It's that time of the year again, a new version of Python is just around the corner. With the Python 3.15.0b1 feature freeze, we know what's coming to Python later this year. There are so many big features coming including lazy imports and the tachyon profiler which I previously covered.
Last year, I really enjoyed investigating the smaller features of Python 3.14. I found that many of those features were just as interesting as the big PEPs and deserve a lot more attention. This year the situation is no different.
Asyncio Taskgroup Cancellation
There are not many Asyncio changes in this releases. The main feature to come out here is the ability to cancel a TaskGroup gracefully.
TaskGroup is a form of structured concurrency, it enables developers to create multiple concurrent tasks in a clean way.
async with asyncio.TaskGroup() as tg:
tg.create_task(run())
tg.create_task(run())
# Waits for all the tasks to complete
Suppose we want to wait in the background for a signal of sorts to interrupt the taskgroup's execution, it's seems like something simple to do in asyncio, but in reality it's somewhat awkward to do this.
class Interrupt(Exception):
...
with suppress(Interrupt):
async with asyncio.TaskGroup() as tg:
tg.create_task(run())
tg.create_task(run())
if await wait_for_signal():
raise Interrupt()
This works because exceptions raised within a task group cause other tasks to cancel.

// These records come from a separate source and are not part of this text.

use crate::{
    bson::{doc, Document},
    cursor::{BatchSizing, CursorSpecification},
    error::Result,
    operation::{batch_size_bson, CursorBody, OperationWithDefaults},
    transport::{
        command::{Command, RawCommandResponse},
        StreamDescription,
    },
};

#[derive(Debug, Clone)]
pub(crate) struct ListCollections {
    db: String,
    filter: Option<Document>,
    name_only: bool,
    batch_size: Option<i32>,
}

impl ListCollections {
    pub(crate) fn new(db: String, filter: Option<Document>, name_only: bool) -> Self {
        Self {
            db,
            filter,
            name_only,
            batch_size: None,
        }
    }

    pub(crate) fn set_batch_size(&mut self, batch_size: i32) {
        self.batch_size = Some(batch_size);
    }

    fn batch_sizing(&self) -> BatchSizing {
        BatchSizing::new(self.batch_size, None)
    }
}

impl OperationWithDefaults for ListCollections {
    type O = CursorSpecification;
    const NAME: &'static str = "listCollections";

    fn build(&mut self, _description: &StreamDescription) -> Result<Command> {
        let mut body = doc! {
            Self::NAME: 1,
        };

        let mut name_only = self.name_only;
        if let Some(ref filter) = self.filter {
            if name_only && filter.keys().any(|k| k != "name") {
                name_only = false;
            }
            body.insert("filter", filter.clone());
        }
        body.insert("nameOnly", name_only);

        let mut cursor = Document::new();
        if let Some(batch_size) = self.batch_sizing().initial_batch_size() {
            cursor.insert("batchSize", batch_size_bson(batch_size)?);
        }
        body.insert("cursor", cursor);

        Ok(Command::new(Self::NAME, self.db.clone(), body))
    }

    fn handle_response(
        &self,
        response: RawCommandResponse,
        _description: &StreamDescription,
    ) -> Result<Self::O> {
        let operation_time = response.operation_time();
        let response: CursorBody = response.body()?;
        Ok(CursorSpecification::new(
            response.cursor,
            self.batch_sizing(),
            None,
            None,
            operation_time,
        ))
    }
}
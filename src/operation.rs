mod aggregate;
mod end_sessions;
mod explain;
mod find;
mod get_more;
mod kill_cursors;
mod list_collections;
mod run_command;
mod write;

use std::{collections::VecDeque, fmt::Debug};

use serde::{Deserialize, Serialize};

use crate::{
    bson::{self, Document},
    concern::WriteConcern,
    error::{BulkWriteError, CommandError, Error, ErrorKind, Result, WriteConcernError},
    transport::{
        command::{Command, RawCommandResponse},
        StreamDescription,
    },
    Namespace,
};

pub(crate) use aggregate::{Aggregate, AggregateTarget};
pub(crate) use end_sessions::{EndSessions, MAX_END_SESSIONS_BATCH_SIZE};
pub(crate) use explain::Explain;
pub(crate) use find::Find;
pub(crate) use get_more::GetMore;
pub(crate) use kill_cursors::KillCursors;
pub(crate) use list_collections::ListCollections;
pub(crate) use run_command::RunCommand;
pub(crate) use write::{WriteCommand, WriteCommandKind, WriteCommandResponse};

pub(crate) const SERVER_4_0_0_WIRE_VERSION: i32 = 7;
pub(crate) const SERVER_4_4_0_WIRE_VERSION: i32 = 9;

/// A trait modeling the behavior of a server side operation.
///
/// No methods in this trait should have default behaviors to ensure that wrapper operations
/// replicate all behavior.  Default behavior is provided by the `OperationWithDefaults` trait.
pub(crate) trait Operation {
    /// The output type of this operation.
    type O;

    /// Returns the command that should be sent to the server as part of this operation.
    /// The operation may store some additional state that is required for handling the response.
    fn build(&mut self, description: &StreamDescription) -> Result<Command>;

    /// Interprets the server response to the command.
    fn handle_response(
        &self,
        response: RawCommandResponse,
        description: &StreamDescription,
    ) -> Result<Self::O>;

    /// Interpret an error encountered while sending the built command to the server, potentially
    /// recovering.
    fn handle_error(&self, error: Error) -> Result<Self::O>;

    /// Whether or not this operation will request acknowledgment from the server.
    fn is_acknowledged(&self) -> bool;

    /// The write concern to use for this operation, if any.
    fn write_concern(&self) -> Option<&WriteConcern>;

    /// Returns whether or not this command supports the `readConcern` field.
    fn supports_read_concern(&self, description: &StreamDescription) -> bool;

    /// Whether this operation supports sessions or not.
    fn supports_sessions(&self) -> bool;
}

/// A response body useful for deserializing command errors.
#[derive(Deserialize, Debug)]
pub(crate) struct CommandErrorBody {
    #[serde(rename = "errorLabels")]
    pub(crate) error_labels: Option<Vec<String>>,

    #[serde(flatten)]
    pub(crate) command_error: CommandError,
}

impl From<CommandErrorBody> for Error {
    fn from(command_error_response: CommandErrorBody) -> Error {
        Error::new(
            ErrorKind::Command(command_error_response.command_error),
            command_error_response.error_labels,
        )
    }
}

/// Appends a serializable struct to the input document. The serializable struct MUST serialize to a
/// Document; otherwise, an error will be thrown.
pub(crate) fn append_options<T: Serialize + Debug>(
    doc: &mut Document,
    options: Option<&T>,
) -> Result<()> {
    if let Some(options) = options {
        let options_doc = bson::to_document(options)?;
        doc.extend(options_doc);
    }
    Ok(())
}

/// Converts a batch size to the `Int32` servers expect.
pub(crate) fn batch_size_bson(batch_size: u32) -> Result<i32> {
    i32::try_from(batch_size)
        .map_err(|_| Error::invalid_argument("The batch size must fit into a signed 32-bit integer"))
}

#[derive(Debug, Deserialize)]
pub(crate) struct CursorBody {
    pub(crate) cursor: CursorInfo,
}

#[derive(Debug, Deserialize, Clone)]
#[serde(rename_all = "camelCase")]
pub(crate) struct CursorInfo {
    pub(crate) id: i64,

    pub(crate) ns: Namespace,

    #[serde(default)]
    pub(crate) first_batch: VecDeque<Document>,

    pub(crate) post_batch_resume_token: Option<Document>,
}

/// Body of a write response: the counts, per-statement errors and write concern error that the
/// `insert`, `update` and `delete` commands report.
#[derive(Deserialize, Debug, Default)]
pub(crate) struct WriteResponseBody {
    #[serde(default)]
    pub(crate) n: u64,

    #[serde(rename = "nModified", default)]
    pub(crate) n_modified: u64,

    #[serde(default)]
    pub(crate) upserted: Vec<UpsertedId>,

    #[serde(rename = "writeErrors", default)]
    pub(crate) write_errors: Vec<BulkWriteError>,

    #[serde(rename = "writeConcernError")]
    pub(crate) write_concern_error: Option<WriteConcernError>,

    #[serde(rename = "errorLabels")]
    pub(crate) labels: Option<Vec<String>>,
}

#[derive(Deserialize, Debug, Clone)]
pub(crate) struct UpsertedId {
    pub(crate) index: usize,

    #[serde(rename = "_id")]
    pub(crate) id: bson::Bson,
}

macro_rules! remove_empty_write_concern {
    ($opts:expr) => {
        if let Some(ref mut options) = $opts {
            if let Some(ref write_concern) = options.write_concern {
                if write_concern.is_empty() {
                    options.write_concern = None;
                }
            }
        }
    };
}

pub(crate) use remove_empty_write_concern;

// A mirror of the `Operation` trait, with default behavior where appropriate.  Should only be
// implemented by operation types that do not delegate to other operations.
pub(crate) trait OperationWithDefaults {
    /// The output type of this operation.
    type O;

    /// The name of the server side command associated with this operation.
    const NAME: &'static str;

    /// Returns the command that should be sent to the server as part of this operation.
    /// The operation may store some additional state that is required for handling the response.
    fn build(&mut self, description: &StreamDescription) -> Result<Command>;

    /// Interprets the server response to the command.
    fn handle_response(
        &self,
        response: RawCommandResponse,
        description: &StreamDescription,
    ) -> Result<Self::O>;

    /// Interpret an error encountered while sending the built command to the server, potentially
    /// recovering.
    fn handle_error(&self, error: Error) -> Result<Self::O> {
        Err(error)
    }

    /// Whether or not this operation will request acknowledgment from the server.
    fn is_acknowledged(&self) -> bool {
        self.write_concern()
            .map(WriteConcern::is_acknowledged)
            .unwrap_or(true)
    }

    /// The write concern to use for this operation, if any.
    fn write_concern(&self) -> Option<&WriteConcern> {
        None
    }

    /// Returns whether or not this command supports the `readConcern` field.
    fn supports_read_concern(&self, _description: &StreamDescription) -> bool {
        false
    }

    /// Whether this operation supports sessions or not.
    fn supports_sessions(&self) -> bool {
        true
    }
}

impl<T: OperationWithDefaults> Operation for T {
    type O = T::O;
    fn build(&mut self, description: &StreamDescription) -> Result<Command> {
        self.build(description)
    }
    fn handle_response(
        &self,
        response: RawCommandResponse,
        description: &StreamDescription,
    ) -> Result<Self::O> {
        self.handle_response(response, description)
    }
    fn handle_error(&self, error: Error) -> Result<Self::O> {
        self.handle_error(error)
    }
    fn is_acknowledged(&self) -> bool {
        self.is_acknowledged()
    }
    fn write_concern(&self) -> Option<&WriteConcern> {
        self.write_concern()
    }
    fn supports_read_concern(&self, description: &StreamDescription) -> bool {
        self.supports_read_concern(description)
    }
    fn supports_sessions(&self) -> bool {
        self.supports_sessions()
    }
}
use crate::{
    bson::{doc, Bson, Document},
    error::Result,
    operation::OperationWithDefaults,
    transport::{
        command::{Command, RawCommandResponse},
        StreamDescription,
    },
};

/// The largest number of session ids a single `endSessions` command may carry.
pub(crate) const MAX_END_SESSIONS_BATCH_SIZE: usize = 10_000;

#[derive(Debug)]
pub(crate) struct EndSessions {
    ids: Vec<Document>,
}

impl EndSessions {
    pub(crate) fn new(ids: Vec<Document>) -> Self {
        Self { ids }
    }
}

impl OperationWithDefaults for EndSessions {
    type O = ();
    const NAME: &'static str = "endSessions";

    fn build(&mut self, _description: &StreamDescription) -> Result<Command> {
        let ids: Vec<Bson> = self.ids.iter().cloned().map(Bson::Document).collect();
        Ok(Command::new(Self::NAME, "admin", doc! { Self::NAME: ids }))
    }

    fn handle_response(
        &self,
        _response: RawCommandResponse,
        _description: &StreamDescription,
    ) -> Result<Self::O> {
        Ok(())
    }

    fn supports_sessions(&self) -> bool {
        false
    }
}
//! Contains the events and functionality for monitoring `Client` behavior.

pub mod command;

use std::sync::Arc;

use futures_core::future::BoxFuture;

/// A destination for events.  Allows implicit conversion via [`From`] for concrete types for
/// convenience with [`crate::options::ClientOptions`] construction:
///
/// ```rust
/// # use mongodb_cursor_core::options::ClientOptions;
/// # fn example() {
/// let (tx, mut rx) = tokio::sync::mpsc::channel(100);
/// tokio::spawn(async move {
///     while let Some(ev) = rx.recv().await {
///         println!("{:?}", ev);
///     }
/// });
/// let options = ClientOptions::builder()
///                 .command_event_handler(tx)
///                 .build();
/// # }
/// ```
///
/// or explicit construction for `Fn` traits:
///
/// ```rust
/// # use mongodb_cursor_core::options::ClientOptions;
/// # use mongodb_cursor_core::event::EventHandler;
/// # fn example() {
/// let options = ClientOptions::builder()
///                 .command_event_handler(EventHandler::callback(|ev| println!("{:?}", ev)))
///                 .build();
/// # }
/// ```
#[derive(Clone)]
#[non_exhaustive]
pub enum EventHandler<T> {
    /// A callback, invoked synchronously at the point the event occurs.
    Callback(Arc<dyn Fn(T) + Sync + Send>),
    /// An async callback, spawned onto the current runtime.
    AsyncCallback(Arc<dyn Fn(T) -> BoxFuture<'static, ()> + Sync + Send>),
    /// A `tokio` channel sender.
    TokioMpsc(tokio::sync::mpsc::Sender<T>),
}

impl<T> std::fmt::Debug for EventHandler<T> {
    fn fmt(&self, f: &mut std::fmt::Formatter<'_>) -> std::fmt::Result {
        f.debug_tuple("EventHandler").finish()
    }
}

impl<T> From<tokio::sync::mpsc::Sender<T>> for EventHandler<T> {
    fn from(value: tokio::sync::mpsc::Sender<T>) -> Self {
        Self::TokioMpsc(value)
    }
}

impl<T: Send + Sync + 'static> EventHandler<T> {
    /// Construct a new event handler with a callback.
    pub fn callback(f: impl Fn(T) + Send + Sync + 'static) -> Self {
        Self::Callback(Arc::new(f))
    }

    /// Construct a new event handler with an async callback.
    pub fn async_callback(f: impl Fn(T) -> BoxFuture<'static, ()> + Send + Sync + 'static) -> Self {
        Self::AsyncCallback(Arc::new(f))
    }

    pub(crate) fn handle(&self, event: T) {
        match self {
            Self::Callback(cb) => (cb)(event),
            Self::AsyncCallback(cb) => {
                if let Ok(handle) = tokio::runtime::Handle::try_current() {
                    handle.spawn((cb)(event));
                }
            }
            Self::TokioMpsc(sender) => {
                // Only a full channel falls back to a spawned send.
                if let Err(tokio::sync::mpsc::error::TrySendError::Full(event)) =
                    sender.try_send(event)
                {
                    if let Ok(handle) = tokio::runtime::Handle::try_current() {
                        let sender = sender.clone();
                        handle.spawn(async move {
                            let _ = sender.send(event).await;
                        });
                    }
                }
            }
        }
    }
}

The custom Interrupt exception is raised as part of a ExceptionGroup which then gets filtered by contextlib.suppress, resulting in a graceful exit.
The way suppress works with ExceptionGroup is yet another overlooked feature from 3.12. This is a change I learnt by accident when researching this article.
The new TaskGroup.cancel makes this process a lot easier:
async with asyncio.TaskGroup() as tg:
tg.create_task(run())
tg.create_task(run())
if await wait_for_signal():
tg.cancel()
Unlike before it's so simple there's hardly any point in explaining. It simply cancels the group without raising any exceptions.
Context Manager Improvements
Decorators are surprisingly hard to write, so much so that it's become a go-to interview question. But did you know that context managers can also double up as a decorator?
@contextmanager
def duration(message: str) -> Iterator[None]:
start = time.perf_counter()
try:
yield
finally:
print(f"{message} elapsed {time.perf_counter() - start:.2f} seconds")
Here I have a very commonly used context manager to print out the duration spent in the block. Ever since Python 3.3 we could directly use it as a decorator too:
@duration('workload')
def workload():
...
# Or simple as a wrapper
duration('stuff')(other_workload)(...)
But whilst it's convenient, there are cases where it doesn't work at all:
@duration('async workload')
async def async_workload():
...
@duration('generator workload')
def workload():
while True:
yield ...
Iterators, async functions and async iterators don't work well here because they have different semantics to standard functions. When you call them they return immediately with a generator object, coroutine function and async generator object respectively. So the decorator completes immediately as opposed to the entire lifecycle what it's wrapping.
This is an unfortunate problem I've encountered many times, and it's often a problem for normal decorators too. But this has changed in 3.15, now the ContextDecorator will check the type of the function it's wrapping and ensure that the decorator covers the entire lifespan.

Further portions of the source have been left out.